When it comes to recipes, does more always mean better?
June 24, 2017 by DarcieIt can be difficult to imagine cooking before the internet, but it was not that terribly long ago when you had to rely on cookbooks or family members to find a recipe. The proliferation of easily available recipes for almost any food imaginable was only possible due to the the lightning-fast sharing we can do via social media and email. Now we are deluged with recipes, but is that necessarily a good thing? The Telegraph takes a look at whether more is better when it comes to recipes.
Pre-internet, food writers had to travel extensively to find recipes from cultures outside their own. A few adventuresome sorts like Claudia Roden, Diana Kennedy, and Paula Wolfert brought the foods of the world into our homes for the first time. Now, even the most exotic recipe is only a click away. This paradigm shift has changed the ways restaurant chefs operate. The theme at a recent international conference explained the concept that now “food is an open source” rather than a mystery that should be closely guarded. Chefs, who were notoriously stingy with recipe sharing in the past, are no longer judged by their “secret recipes” but instead by how often their food is photographed and passed on through Instagram.

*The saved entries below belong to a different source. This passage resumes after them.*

//! Directory-backed registration tree.
//!
//! A registration path maps to a directory and each child node to a file
//! holding the registration JSON. This is the built-in `Registry` used for
//! local deployments and tests; remote coordination clients implement the
//! same trait and plug in at the same seam.
//!
//! Changes are detected by polling the directory listing; polling doubles
//! as the change notification the watcher consumes, so no file-event
//! machinery is needed.

use std::collections::BTreeSet;
use std::io;
use std::path::{Path, PathBuf};
use std::time::Duration;

use tokio::sync::{broadcast, mpsc};
use tokio::task::JoinHandle;
use tokio::time::{self, MissedTickBehavior};

use crate::core::events::WatchEvent;
use crate::watch::Registry;

#[derive(Clone)]
pub struct DirRegistry {
    root: PathBuf,
}

impl DirRegistry {
    /// Open the registration tree rooted at `root`, verifying it is a
    /// readable directory. Failure here is a setup error and retried by
    /// the top-level supervisor.
    pub async fn connect(root: impl Into<PathBuf>) -> io::Result<Self> {
        let root = root.into();
        let meta = tokio::fs::metadata(&root).await?;
        if !meta.is_dir() {
            return Err(io::Error::new(
                io::ErrorKind::NotADirectory,
                format!("{} is not a directory", root.display()),
            ));
        }
        Ok(Self { root })
    }

    fn node_dir(&self, path: &str) -> PathBuf {
        self.root.join(path.trim_start_matches('/'))
    }

    /// Poll the child listing under `path`, emitting `ChildrenChanged`
    /// whenever it differs from the last one seen (including the first).
    pub fn watch(
        &self,
        path: String,
        poll: Duration,
        events: mpsc::UnboundedSender<WatchEvent>,
        mut shutdown: broadcast::Receiver<()>,
    ) -> JoinHandle<()> {
        let registry = self.clone();
        tokio::spawn(async move {
            let mut ticker = time::interval(poll);
            ticker.set_missed_tick_behavior(MissedTickBehavior::Delay);
            let mut last: Option<BTreeSet<String>> = None;

            loop {
                tokio::select! {
                    _ = shutdown.recv() => return,
                    _ = ticker.tick() => {}
                }

                let names = match registry.children(&path).await {
                    Ok(names) => names,
                    Err(e) => {
                        tracing::warn!(path = %path, error = %e, "failed to list registration nodes");
                        continue;
                    }
                };

                let current: BTreeSet<String> = names.iter().cloned().collect();
                if last.as_ref() != Some(&current) {
                    last = Some(current);
                    if events.send(WatchEvent::ChildrenChanged(names)).is_err() {
                        return;
                    }
                }
            }
        })
    }
}

async fn list_dir(dir: &Path) -> io::Result<Vec<String>> {
    let mut entries = tokio::fs::read_dir(dir).await?;
    let mut names = Vec::new();
    while let Some(entry) = entries.next_entry().await? {
        if entry.file_type().await?.is_file() {
            names.push(entry.file_name().to_string_lossy().into_owned());
        }
    }
    names.sort();
    Ok(names)
}

impl Registry for DirRegistry {
    type Error = io::Error;

    async fn children(&self, path: &str) -> io::Result<Vec<String>> {
        list_dir(&self.node_dir(path)).await
    }

    async fn read(&self, path: &str) -> io::Result<Vec<u8>> {
        tokio::fs::read(self.node_dir(path)).await
    }
}
//! Configuration schema definitions.
//!
//! This module defines the complete configuration structure for the
//! daemon. All types derive Serde traits for deserialization from the
//! JSON config file.

use std::path::PathBuf;

use serde::{Deserialize, Serialize};

/// Root configuration.
#[derive(Debug, Clone, Deserialize, Serialize)]
pub struct Config {
    /// Service domain whose registrations are watched
    /// (e.g. "webapi.us-east.example.com").
    pub name: String,

    /// Admin-side address; stats and internal frontends bind here.
    pub trusted_ip: String,

    /// Additional addresses on trusted networks, excluded from the
    /// untrusted bind list.
    #[serde(default)]
    pub trusted_ips: Vec<String>,

    /// Hardcoded untrusted (public) addresses. Non-empty skips NIC
    /// enumeration entirely.
    #[serde(default)]
    pub untrusted_ips: Vec<String>,

    /// Command that prints the NIC inventory as JSON. Platform default
    /// used when empty.
    #[serde(default)]
    pub nic_cmd: Vec<String>,

    /// Coordination-service settings.
    pub coordination: CoordinationConfig,

    /// Local HAProxy settings.
    pub haproxy: HaproxyConfig,
}

/// Where membership is published and how the session behaves.
#[derive(Debug, Clone, Deserialize, Serialize)]
pub struct CoordinationConfig {
    /// Coordination-service servers, for remote registry clients.
    #[serde(default)]
    pub servers: Vec<CoordinationServer>,

    #[serde(default = "default_session_timeout_ms")]
    pub session_timeout_ms: u64,

    /// Local registration tree; selects the directory-backed registry.
    #[serde(default)]
    pub registrar_dir: Option<PathBuf>,

    /// Poll cadence for registries without native change notification.
    #[serde(default = "default_poll_interval_ms")]
    pub poll_interval_ms: u64,
}

#[derive(Debug, Clone, Deserialize, Serialize)]
pub struct CoordinationServer {
    pub address: String,
    pub port: u16,
}

/// Paths and commands for driving the local HAProxy.
#[derive(Debug, Clone, Deserialize, Serialize)]
#[serde(default)]
pub struct HaproxyConfig {
    /// HAProxy executable, used for config checks.
    pub exec: PathBuf,

    /// Active configuration file this daemon owns.
    pub config_path: PathBuf,

    /// Admin stats socket declared in the rendered config.
    pub socket_path: PathBuf,

    /// Port appended to backend addresses registered without one.
    pub backend_port: u16,

    /// Command line that signals HAProxy to adopt the new config.
    pub reload_cmd: String,
}

impl Default for HaproxyConfig {
    fn default() -> Self {
        Self {
            exec: "/usr/sbin/haproxy".into(),
            config_path: "/etc/haproxy/haproxy.cfg".into(),
            socket_path: "/var/run/haproxy.sock".into(),
            backend_port: 80,
            reload_cmd: String::new(),
        }
    }
}

fn default_session_timeout_ms() -> u64 {
    30_000
}

fn default_poll_interval_ms() -> u64 {
    1_000
}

The explosion of recipes can also make food writers more accountable, argues Fuchsia Dunlop. She says that today readers can “hold writers to account” as to the authenticity of their recipes. A few Google searches can verify if the ingredients or methods jibe with a particular culture.
As much as the digital recipe revolution has added to our culinary experience, there are downsides to the overwhelming number of recipes that are just a click away. The quality varies widely, and if a novice cook tries a mediocre version of a dish and is disappointed in the results, he or she might be discouraged from trying again. Author Diana Henry voices another concern about food on the internet. She find that many digital recipes “lack personality”, because they don’t have any context. “I am not interested in recipes that don’t come from somewhere,” she says. Henry likens a good recipe to “the capturing of perfume”, an essence of a particular time and place or memory.